• Task to complete: A stretch of the entries below is to be set down exactly, running from the line with "文本行字节数 + 1（换行）" through the line with "解析不含换行的 Header 文本行。", both included, and no other line.

################

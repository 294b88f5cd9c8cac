#![allow(dead_code)]

use std::io::Cursor;

use seekcrypt::{
    AesCtrKey, KeyUnwrap, KeyWrap, SeekCryptError, SeekableCipherStream, encrypt_with_material,
};
use zeroize::Zeroizing;

pub const KEY: [u8; 32] = [0x11; 32];
pub const NONCE: [u8; 8] = [0xa0, 0xa1, 0xa2, 0xa3, 0xa4, 0xa5, 0xa6, 0xa7];

const WRAP_TAG: &[u8; 4] = b"WRAP";

/// 测试用的包裹实现：`WRAP | mask | key ^ mask`。
///
/// mask 不同即视为“私钥不匹配”，比 RSA 快得多。
pub struct MaskWrap {
    pub mask: u8,
}

impl KeyWrap for MaskWrap {
    fn wrap_key(&self, key: &[u8]) -> Result<Vec<u8>, SeekCryptError> {
        let mut wrapped = WRAP_TAG.to_vec();
        wrapped.push(self.mask);
        wrapped.extend(key.iter().map(|b| b ^ self.mask));
        Ok(wrapped)
    }
}

impl KeyUnwrap for MaskWrap {
    fn unwrap_key(&self, wrapped: &[u8]) -> Result<Zeroizing<Vec<u8>>, SeekCryptError> {
        let body = wrapped
            .strip_prefix(WRAP_TAG.as_slice())
            .ok_or_else(|| SeekCryptError::KeyUnwrap("not a mask-wrapped key".to_string()))?;

        match body.split_first() {
            Some((&mask, key)) if mask == self.mask => {
                Ok(Zeroizing::new(key.iter().map(|b| b ^ mask).collect()))
            }
            _ => Err(SeekCryptError::KeyUnwrap("wrong private key".to_string())),
        }
    }
}

pub fn owner() -> MaskWrap {
    MaskWrap { mask: 0x5a }
}

/// 确定性的明文样本
pub fn plaintext(len: usize) -> Vec<u8> {
    (0..len).map(|i| (i * 31 + 7) as u8).collect()
}

pub fn encrypt_with(plaintext: &[u8], key: &[u8], nonce: &[u8]) -> Vec<u8> {
    let wrapped = owner().wrap_key(key).expect("wrap key");
    let key = AesCtrKey::new(Zeroizing::new(key.to_vec())).expect("key length");

    let mut out = Vec::new();
    encrypt_with_material(plaintext, &mut out, 7, &wrapped, nonce, &key).expect("encrypt");
    out
}

pub fn encrypt(plaintext: &[u8]) -> Vec<u8> {
    encrypt_with(plaintext, &KEY, &NONCE)
}

pub fn open(bytes: Vec<u8>) -> SeekableCipherStream<Cursor<Vec<u8>>> {
    SeekableCipherStream::open(Cursor::new(bytes), &owner()).expect("open stream")
}
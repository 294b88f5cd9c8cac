use thiserror::Error;

#[derive(Debug, Error)]
pub enum SeekCryptError {
    #[error("I/O error: {0}")]
    Io(#[from] std::io::Error),

    #[error("malformed header: {0}")]
    HeaderFormat(String),

    #[error("truncated header: expected {expected} bytes of {field}, found {actual}")]
    TruncatedHeader {
        field: &'static str,
        expected: usize,
        actual: usize,
    },

    #[error("failed to unwrap symmetric key: {0}")]
    KeyUnwrap(String),

    #[error("failed to wrap symmetric key: {0}")]
    KeyWrap(String),

    #[error("unsupported cipher mode: {0}")]
    UnsupportedMode(String),
}

impl From<SeekCryptError> for std::io::Error {
    fn from(err: SeekCryptError) -> Self {
        match err {
            SeekCryptError::Io(e) => e,
            other => std::io::Error::new(std::io::ErrorKind::InvalidData, other),
        }
    }
}

pub type Result<T> = std::result::Result<T, SeekCryptError>;
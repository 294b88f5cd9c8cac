//! 对称加密模式模块。
//!
//! 统一管理 Header 中声明的 cipher mode 标识，具体实现见 `algorithms` 子模块。
//! 目前仅支持计数器模式（CTR）；其他模式在构造阶段直接拒绝，不做静默降级。

use crate::error::SeekCryptError;

/// 支持的对称加密模式。
#[derive(Debug, Clone, Copy, PartialEq, Eq)]
pub enum CipherMode {
    Ctr,
}

impl CipherMode {
    pub const CTR_TAG: &'static str = "CTR";

    /// Header 中写出的模式标识（不含 `b'...'` 修饰）。
    pub fn tag(self) -> &'static str {
        match self {
            Self::Ctr => Self::CTR_TAG,
        }
    }

    /// 解析已去除修饰的模式标识，大小写不敏感。
    pub fn from_tag(tag: &str) -> Option<Self> {
        if tag.eq_ignore_ascii_case(Self::CTR_TAG) {
            Some(Self::Ctr)
        } else {
            None
        }
    }

    pub fn parse(tag: &str) -> Result<Self, SeekCryptError> {
        Self::from_tag(tag).ok_or_else(|| SeekCryptError::UnsupportedMode(tag.to_string()))
    }
}

#[cfg(test)]
mod tests {
    use super::*;

    #[test]
    fn ctr_tag_is_case_insensitive() {
        assert_eq!(CipherMode::from_tag("CTR"), Some(CipherMode::Ctr));
        assert_eq!(CipherMode::from_tag("ctr"), Some(CipherMode::Ctr));
        assert_eq!(CipherMode::Ctr.tag(), "CTR");
    }

    #[test]
    fn other_modes_are_rejected() {
        for tag in ["CBC", "GCM", "ECB", ""] {
            let err = CipherMode::parse(tag).unwrap_err();
            assert!(matches!(err, SeekCryptError::UnsupportedMode(ref t) if t == tag));
        }
    }
}
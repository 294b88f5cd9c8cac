//! 明文 Header 实现
//!
//! Header 布局（必须逐字节兼容）：
//!
//! ```text
//! <key_id>|<wrapped_key_size>|<nonce_size>|b'<cipher_mode>'\n
//! <wrapped_key_size 字节的包裹密钥>
//! <nonce_size 字节的 nonce>
//! <密文>
//! ```
//!
//! - 第一行为 ASCII 文本，字段以 `|` 分隔，以单个换行结束
//! - cipher_mode 可能带有 `b'...'` 之类的字节串修饰，解析时去除
//! - 密文从 `data_start_offset()` 开始
//!
//! Header 在构造解密流时解析一次，之后不可变。

use std::io::{Read, Seek, SeekFrom, Write};

use crate::algorithm::CipherMode;
use crate::algorithms::aes_ctr::BLOCK_SIZE;
use crate::error::SeekCryptError;
use crate::source::read_full;

/// Header 文本行的最大长度（不含换行）
pub const MAX_HEADER_LINE: usize = 4096;

/// 包裹密钥的最大长度。RSA-16384 的密文也只有 2048 字节。
pub const MAX_WRAPPED_KEY_SIZE: usize = 16 * 1024;

pub const DEFAULT_NONCE_SIZE: usize = 8;

pub const DEFAULT_KEY_ID: i32 = 0;

#[derive(Debug, Clone, PartialEq, Eq)]
pub struct Header {
    /// 包裹密钥变体编号，目前只解析不使用
    pub key_id: i32,
    pub wrapped_key_size: usize,
    pub nonce_size: usize,
    /// 去除修饰后的模式标识
    pub cipher_mode: String,
    /// 文本行字节数 + 1（换行）
    pub line_len: usize,
}

impl Header {
    /// 创建新的 Header，通常在加密时调用。
    pub fn new(key_id: i32, wrapped_key_size: usize, nonce_size: usize, mode: CipherMode) -> Self {
        let line = format_line(key_id, wrapped_key_size, nonce_size, mode.tag());
        Self {
            key_id,
            wrapped_key_size,
            nonce_size,
            cipher_mode: mode.tag().to_string(),
            line_len: line.len() + 1,
        }
    }

    /// 解析不含换行的 Header 文本行。
    pub fn parse_line(line: &str) -> Result<Self, SeekCryptError> {
        let parts: Vec<&str> = line.split('|').collect();
        if parts.len() != 4 {
            return Err(SeekCryptError::HeaderFormat(format!(
                "expected 4 '|'-separated fields, found {}",
                parts.len()
            )));
        }

        let key_id = parse_field::<i32>(parts[0], "key id")?;
        let wrapped_key_size = parse_field::<usize>(parts[1], "wrapped key size")?;
        let nonce_size = parse_field::<usize>(parts[2], "nonce size")?;
        let cipher_mode = strip_byte_string(parts[3]).to_string();

        if wrapped_key_size > MAX_WRAPPED_KEY_SIZE {
            return Err(SeekCryptError::HeaderFormat(format!(
                "wrapped key size {wrapped_key_size} exceeds {MAX_WRAPPED_KEY_SIZE}"
            )));
        }

        if nonce_size > BLOCK_SIZE {
            return Err(SeekCryptError::HeaderFormat(format!(
                "nonce size {nonce_size} exceeds the {BLOCK_SIZE}-byte counter block"
            )));
        }

        if cipher_mode.is_empty() {
            return Err(SeekCryptError::HeaderFormat("empty cipher mode".to_string()));
        }

        Ok(Self {
            key_id,
            wrapped_key_size,
            nonce_size,
            cipher_mode,
            line_len: line.len() + 1,
        })
    }

    /// 从输入源开头读取并解析 Header 文本行。
    ///
    /// 会先 seek 到 0；返回后源的位置不确定。
    pub fn read<S: Read + Seek + ?Sized>(source: &mut S) -> Result<Self, SeekCryptError> {
        source.seek(SeekFrom::Start(0))?;

        let mut line = Vec::with_capacity(64);
        let mut chunk = [0u8; 256];

        loop {
            let n = read_full(source, &mut chunk)?;
            if let Some(i) = chunk[..n].iter().position(|&b| b == b'\n') {
                line.extend_from_slice(&chunk[..i]);
                break;
            }

            line.extend_from_slice(&chunk[..n]);

            if n < chunk.len() {
                let reason = if line.is_empty() {
                    "missing header line"
                } else {
                    "header line is not newline-terminated"
                };
                return Err(SeekCryptError::HeaderFormat(reason.to_string()));
            }

            if line.len() > MAX_HEADER_LINE {
                break;
            }
        }

        if line.len() > MAX_HEADER_LINE {
            return Err(SeekCryptError::HeaderFormat(format!(
                "header line longer than {MAX_HEADER_LINE} bytes"
            )));
        }

        let line = std::str::from_utf8(&line)
            .map_err(|_| SeekCryptError::HeaderFormat("header line is not UTF-8".to_string()))?;

        Self::parse_line(line)
    }

    /// 写出规范形式的 Header 文本行（含换行）。
    pub fn write<W: Write>(&self, mut writer: W) -> std::io::Result<()> {
        let line = format_line(
            self.key_id,
            self.wrapped_key_size,
            self.nonce_size,
            &self.cipher_mode,
        );
        writer.write_all(line.as_bytes())?;
        writer.write_all(b"\n")?;
        Ok(())
    }

    /// 校验声明的模式，只接受 CTR。
    pub fn mode(&self) -> Result<CipherMode, SeekCryptError> {
        CipherMode::parse(&self.cipher_mode)
    }

    /// 密文在底层源中的起始偏移。
    pub fn data_start_offset(&self) -> u64 {
        (self.line_len + self.wrapped_key_size + self.nonce_size) as u64
    }
}

/// 紧跟 Header 文本行的二进制材料。
#[derive(Debug, Clone, PartialEq, Eq)]
pub struct HeaderMaterial {
    pub wrapped_key: Vec<u8>,
    pub nonce: Vec<u8>,
}

impl HeaderMaterial {
    /// 重新 seek 到 0，跳过文本行后读取包裹密钥和 nonce。
    ///
    /// 返回后源位于 `data_start_offset()`。
    pub fn read<S: Read + Seek + ?Sized>(
        source: &mut S,
        header: &Header,
    ) -> Result<Self, SeekCryptError> {
        source.seek(SeekFrom::Start(0))?;

        read_field(source, header.line_len, "header line")?;
        let wrapped_key = read_field(source, header.wrapped_key_size, "wrapped key")?;
        let nonce = read_field(source, header.nonce_size, "nonce")?;

        Ok(Self { wrapped_key, nonce })
    }
}

fn read_field<S: Read + ?Sized>(
    source: &mut S,
    len: usize,
    field: &'static str,
) -> Result<Vec<u8>, SeekCryptError> {
    let mut buf = vec![0u8; len];
    let actual = read_full(source, &mut buf)?;
    if actual < len {
        return Err(SeekCryptError::TruncatedHeader {
            field,
            expected: len,
            actual,
        });
    }
    Ok(buf)
}

fn format_line(key_id: i32, wrapped_key_size: usize, nonce_size: usize, tag: &str) -> String {
    format!("{key_id}|{wrapped_key_size}|{nonce_size}|b'{tag}'")
}

fn parse_field<T: std::str::FromStr>(raw: &str, name: &str) -> Result<T, SeekCryptError> {
    raw.trim().parse::<T>().map_err(|_| {
        SeekCryptError::HeaderFormat(format!("{name} is not a valid number: {raw:?}"))
    })
}

/// 去除 `b'...'`、`b"..."`、`'...'`、`"..."` 修饰。
fn strip_byte_string(raw: &str) -> &str {
    let trimmed = raw.trim();
    let unprefixed = match trimmed.strip_prefix('b') {
        Some(rest) if rest.starts_with('\'') || rest.starts_with('"') => rest,
        _ => trimmed,
    };
    unprefixed.trim_matches(|c| c == '\'' || c == '"')
}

################

• Exercise solution:
    /// 文本行字节数 + 1（换行）
    pub line_len: usize,
}

impl Header {
    /// 创建新的 Header，通常在加密时调用。
    pub fn new(key_id: i32, wrapped_key_size: usize, nonce_size: usize, mode: CipherMode) -> Self {
        let line = format_line(key_id, wrapped_key_size, nonce_size, mode.tag());
        Self {
            key_id,
            wrapped_key_size,
            nonce_size,
            cipher_mode: mode.tag().to_string(),
            line_len: line.len() + 1,
        }
    }

    /// 解析不含换行的 Header 文本行。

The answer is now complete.